_Input data_

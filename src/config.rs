//! Configuración de una ejecución.
//!
//! Se construye una sola vez (normalmente por la capa de línea de comandos)
//! y el runner la trata como valor de sólo lectura. La exclusión mutua entre
//! archivo único y directorio se garantiza por construcción con
//! `OutputTarget`.

use std::path::PathBuf;

use peek_sinks::SinkStrategy;

/// Destino de la salida renderizada.
#[derive(Debug, Clone, Default, PartialEq, Eq)]
pub enum OutputTarget {
    /// Salida estándar del proceso.
    #[default]
    Stdout,
    /// Todos los resultados en un archivo NUEVO.
    SingleFile(PathBuf),
    /// Los resultados de cada identificador en su propio archivo NUEVO.
    Directory(PathBuf),
}

impl OutputTarget {
    pub fn strategy(&self) -> SinkStrategy {
        match self {
            OutputTarget::Stdout => SinkStrategy::Stdout,
            OutputTarget::SingleFile(path) => SinkStrategy::SingleFile(path.clone()),
            OutputTarget::Directory(dir) => SinkStrategy::Directory(dir.clone()),
        }
    }
}

/// Parámetros de una ejecución del pipeline.
#[derive(Debug, Clone, Default, PartialEq, Eq)]
pub struct RunConfig {
    /// Se pidió el mensaje de ayuda: no se procesa nada.
    pub help: bool,
    /// Detener tras el primer `Failure`.
    pub abort_on_error: bool,
    /// Recorrer los identificadores en paralelo.
    pub concurrent: bool,
    /// Archivo con un identificador por línea, leído tras los posicionales.
    pub read_from: Option<PathBuf>,
    pub output: OutputTarget,
    /// Identificadores posicionales.
    pub identifiers: Vec<String>,
}

impl RunConfig {
    pub fn new() -> Self {
        Self::default()
    }

    pub fn help(mut self, help: bool) -> Self {
        self.help = help;
        self
    }

    pub fn abort_on_error(mut self, abort: bool) -> Self {
        self.abort_on_error = abort;
        self
    }

    pub fn concurrent(mut self, concurrent: bool) -> Self {
        self.concurrent = concurrent;
        self
    }

    pub fn read_from(mut self, path: impl Into<PathBuf>) -> Self {
        self.read_from = Some(path.into());
        self
    }

    pub fn single_file(mut self, path: impl Into<PathBuf>) -> Self {
        self.output = OutputTarget::SingleFile(path.into());
        self
    }

    pub fn write_to_directory(mut self, dir: impl Into<PathBuf>) -> Self {
        self.output = OutputTarget::Directory(dir.into());
        self
    }

    pub fn identifiers<I, S>(mut self, identifiers: I) -> Self
        where I: IntoIterator<Item = S>,
              S: Into<String>
    {
        self.identifiers = identifiers.into_iter().map(Into::into).collect();
        self
    }
}

#[cfg(test)]
mod tests {
    use super::*;

    #[test]
    fn defaults_write_to_stdout() {
        let cfg = RunConfig::new();
        assert_eq!(cfg.output, OutputTarget::Stdout);
        assert!(!cfg.concurrent && !cfg.abort_on_error && !cfg.help);
        assert_eq!(cfg.output.strategy(), SinkStrategy::Stdout);
    }

    #[test]
    fn last_output_choice_wins() {
        let cfg = RunConfig::new().single_file("/tmp/a").write_to_directory("/tmp/d");
        assert_eq!(cfg.output, OutputTarget::Directory("/tmp/d".into()));
    }

    #[test]
    fn identifiers_accept_str_slices() {
        let cfg = RunConfig::new().identifiers(["a", "b"]);
        assert_eq!(cfg.identifiers, vec!["a".to_string(), "b".to_string()]);
    }
}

_What to do_
Look above for the line holding "un archivo NUEVO." and the line holding "ejecución del pipeline.", then output exactly those two lines and every line between them, nothing more.

_Exercise response_
    /// Todos los resultados en un archivo NUEVO.
    SingleFile(PathBuf),
    /// Los resultados de cada identificador en su propio archivo NUEVO.
    Directory(PathBuf),
}

impl OutputTarget {
    pub fn strategy(&self) -> SinkStrategy {
        match self {
            OutputTarget::Stdout => SinkStrategy::Stdout,
            OutputTarget::SingleFile(path) => SinkStrategy::SingleFile(path.clone()),
            OutputTarget::Directory(dir) => SinkStrategy::Directory(dir.clone()),
        }
    }
}

/// Parámetros de una ejecución del pipeline.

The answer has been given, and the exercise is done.